Если от романа и остается впечатление, то довольно смутное. Уловлен дух вольницы, слышен в ходе повествования какой-то азиатский, унылый и широкий напев. Но истории в нем нет. Советская критика усмотрела у Артема Веселого «вскрытие классовой сущности сибирского похода». Это тяжелый случай марксистской галлюцинации.

* * *

Если бы мы ровно ничего не знали о положении советской литературы и настроении писателей, то по одной небольшой повести Сергеева-Ценского «Львы и солнце» можно было бы догадаться, что в России на этот счет крайне неблагополучно.

Сергеев-Ценский беллетрист немолодой, не очень склонный к юмору, часто даже впадавший в показное «серьезничание». Дай ему волю, он, вероятно, отражал и «отображал» бы революцию, пятилетку и строительство в обширных романах, которые, может быть, и страдали бы явным загибом или анархическим уклоном, но были бы солидно скроены, ловко написаны и читателю, наверно, пришлись бы по вкусу.
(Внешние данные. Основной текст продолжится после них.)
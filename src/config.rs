//! Engine configuration.
//!
//! This module provides the [`EngineConfig`] type for loading engine
//! settings from a YAML file.

use std::fs;
use std::path::{Path, PathBuf};

use serde::Deserialize;

use crate::error::{EngineError, EngineResult};

/// Engine settings supplied by the hosting application.
///
/// Every field has a built-in default, so a partial (or absent) file only
/// overrides what it names.
///
/// # Example
///
/// ```no_run
/// use timesheet_engine::config::EngineConfig;
///
/// let config = EngineConfig::load("./config/timesheet.yaml").unwrap();
/// assert!(config.default_shift_hours > 0.0);
/// ```
#[derive(Debug, Clone, Deserialize)]
#[serde(default)]
pub struct EngineConfig {
    /// Hours assumed for a worked mark that carries no explicit hour count.
    pub default_shift_hours: f64,
    /// Location of the SQLite database file.
    pub database_path: PathBuf,
    /// Warehouse label applied when an employee form leaves it blank.
    pub default_warehouse: String,
    /// Shift label applied when an employee form leaves it blank.
    pub default_shift_name: String,
}

impl Default for EngineConfig {
    fn default() -> Self {
        Self {
            default_shift_hours: 8.0,
            database_path: PathBuf::from("timesheet.db"),
            default_warehouse: "Main warehouse".to_string(),
            default_shift_name: "Day".to_string(),
        }
    }
}

impl EngineConfig {
    /// Loads configuration from a YAML file.
    ///
    /// # Errors
    ///
    /// Returns [`EngineError::ConfigNotFound`] if the file cannot be read,
    /// [`EngineError::ConfigParse`] if it is not valid YAML, or
    /// [`EngineError::InvalidConfig`] if a value is out of range.
    pub fn load<P: AsRef<Path>>(path: P) -> EngineResult<Self> {
        let path = path.as_ref();
        let path_str = path.display().to_string();

        let content = fs::read_to_string(path).map_err(|_| EngineError::ConfigNotFound {
            path: path_str.clone(),
        })?;

        let config: Self =
            serde_yaml::from_str(&content).map_err(|e| EngineError::ConfigParse {
                path: path_str,
                message: e.to_string(),
            })?;

        config.validate()?;
        Ok(config)
    }

    /// Checks every value is in range.
    pub fn validate(&self) -> EngineResult<()> {
        if !self.default_shift_hours.is_finite() || self.default_shift_hours <= 0.0 {
            return Err(EngineError::InvalidConfig {
                field: "default_shift_hours".to_string(),
                message: "must be a positive number".to_string(),
            });
        }
        Ok(())
    }

    /// Returns the trimmed warehouse label, or the configured default when
    /// blank.
    pub fn warehouse_label(&self, raw: &str) -> String {
        let trimmed = raw.trim();
        if trimmed.is_empty() {
            self.default_warehouse.clone()
        } else {
            trimmed.to_string()
        }
    }

    /// Returns the trimmed shift label, or the configured default when
    /// blank.
    pub fn shift_label(&self, raw: &str) -> String {
        let trimmed = raw.trim();
        if trimmed.is_empty() {
            self.default_shift_name.clone()
        } else {
            trimmed.to_string()
        }
    }
}

#[cfg(test)]
mod tests {
    use super::*;

    fn write_temp_config(name: &str, content: &str) -> PathBuf {
        let path = std::env::temp_dir().join(name);
        fs::write(&path, content).unwrap();
        path
    }

    #[test]
    fn test_defaults() {
        let config = EngineConfig::default();
        assert_eq!(config.default_shift_hours, 8.0);
        assert_eq!(config.database_path, PathBuf::from("timesheet.db"));
        assert_eq!(config.default_warehouse, "Main warehouse");
        assert_eq!(config.default_shift_name, "Day");
        assert!(config.validate().is_ok());
    }

    #[test]
    fn test_load_overrides_named_fields_only() {
        let path = write_temp_config(
            "timesheet_engine_config_partial.yaml",
            "default_shift_hours: 12\ndefault_shift_name: Night\n",
        );
        let config = EngineConfig::load(&path).unwrap();
        fs::remove_file(&path).ok();

        assert_eq!(config.default_shift_hours, 12.0);
        assert_eq!(config.default_shift_name, "Night");
        // Unnamed fields keep their defaults.
        assert_eq!(config.default_warehouse, "Main warehouse");
    }

    #[test]
    fn test_load_missing_file_is_config_not_found() {
        let result = EngineConfig::load("/definitely/not/there.yaml");
        assert!(matches!(result, Err(EngineError::ConfigNotFound { .. })));
    }

    #[test]
    fn test_load_malformed_yaml_is_parse_error() {
        let path = write_temp_config(
            "timesheet_engine_config_bad.yaml",
            "default_shift_hours: [not a number\n",
        );
        let result = EngineConfig::load(&path);
        fs::remove_file(&path).ok();

        assert!(matches!(result, Err(EngineError::ConfigParse { .. })));
    }

    #[test]
    fn test_load_rejects_non_positive_hours() {
        let path = write_temp_config(
            "timesheet_engine_config_zero_hours.yaml",
            "default_shift_hours: 0\n",
        );
        let result = EngineConfig::load(&path);
        fs::remove_file(&path).ok();

        assert!(matches!(
            result,
            Err(EngineError::InvalidConfig { field, .. }) if field == "default_shift_hours"
        ));
    }

    #[test]
    fn test_labels_fall_back_to_defaults_when_blank() {
        let config = EngineConfig::default();
        assert_eq!(config.warehouse_label("  "), "Main warehouse");
        assert_eq!(config.warehouse_label(" North "), "North");
        assert_eq!(config.shift_label(""), "Day");
        assert_eq!(config.shift_label("Night"), "Night");
    }
}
Однако Сергееву-Ценскому воли не дают. Он не в милости у начальства, он растерян. Иначе трудно объяснить, почему Ценский сочинил и напечатал повесть, которую человек в здравом уме и твердой памяти едва ли согласился бы признать своей. Повесть написана будто от отчаяния. В своем роде это ценный документ, психологически ценный: если «от хорошей жизни не полетишь», по Горбунову, то и такой бред от хорошей жизни не придет в голову.

Постараюсь в двух словах передать содержание «Львов и солнца».

Поставщик овса на армию Полезнов приезжает накануне революции по делам в Петроград. В Бологом у него дом, жена и дети. Странное объявление в газете привлекает его внимание. «Продаются львы». Полезнову львы не нужны, но он зачем-то идет на них взглянуть. Продает диких зверей полусумасшедший немец. От него и от его львов Полезнову еле-еле удается избавиться. На улицах тревожно. Толпа народа, полиция, казаки. Полезнов едет домой, в Бологое, и застает жену в объятиях любовника. В довершение обиды мошенник-компаньон обманывает его на двенадцать тысяч. С горя Полезнов возвращается в столицу. Революция в полном разгаре. Свободолюбивый купец достает винтовку и охотится за городовыми. Со случайными товарищами бродит он по городу. Вдруг гениальная мысль осеняет его: пойти забрать львов от имени восставшего народа. Сказано — сделано. Но беда цепляется за беду. Лев бросается на Полезнова, один из присутствующих хочет защитить товарища и убивает вместе со зверем и человека. Тогда выясняется, что пресловутые львы — не львы, а просто большие собаки. «А на улицах, осиянных небывалым солнцем, революция сверкала, дыбилась, пенилась, рокотала, гремела и пела».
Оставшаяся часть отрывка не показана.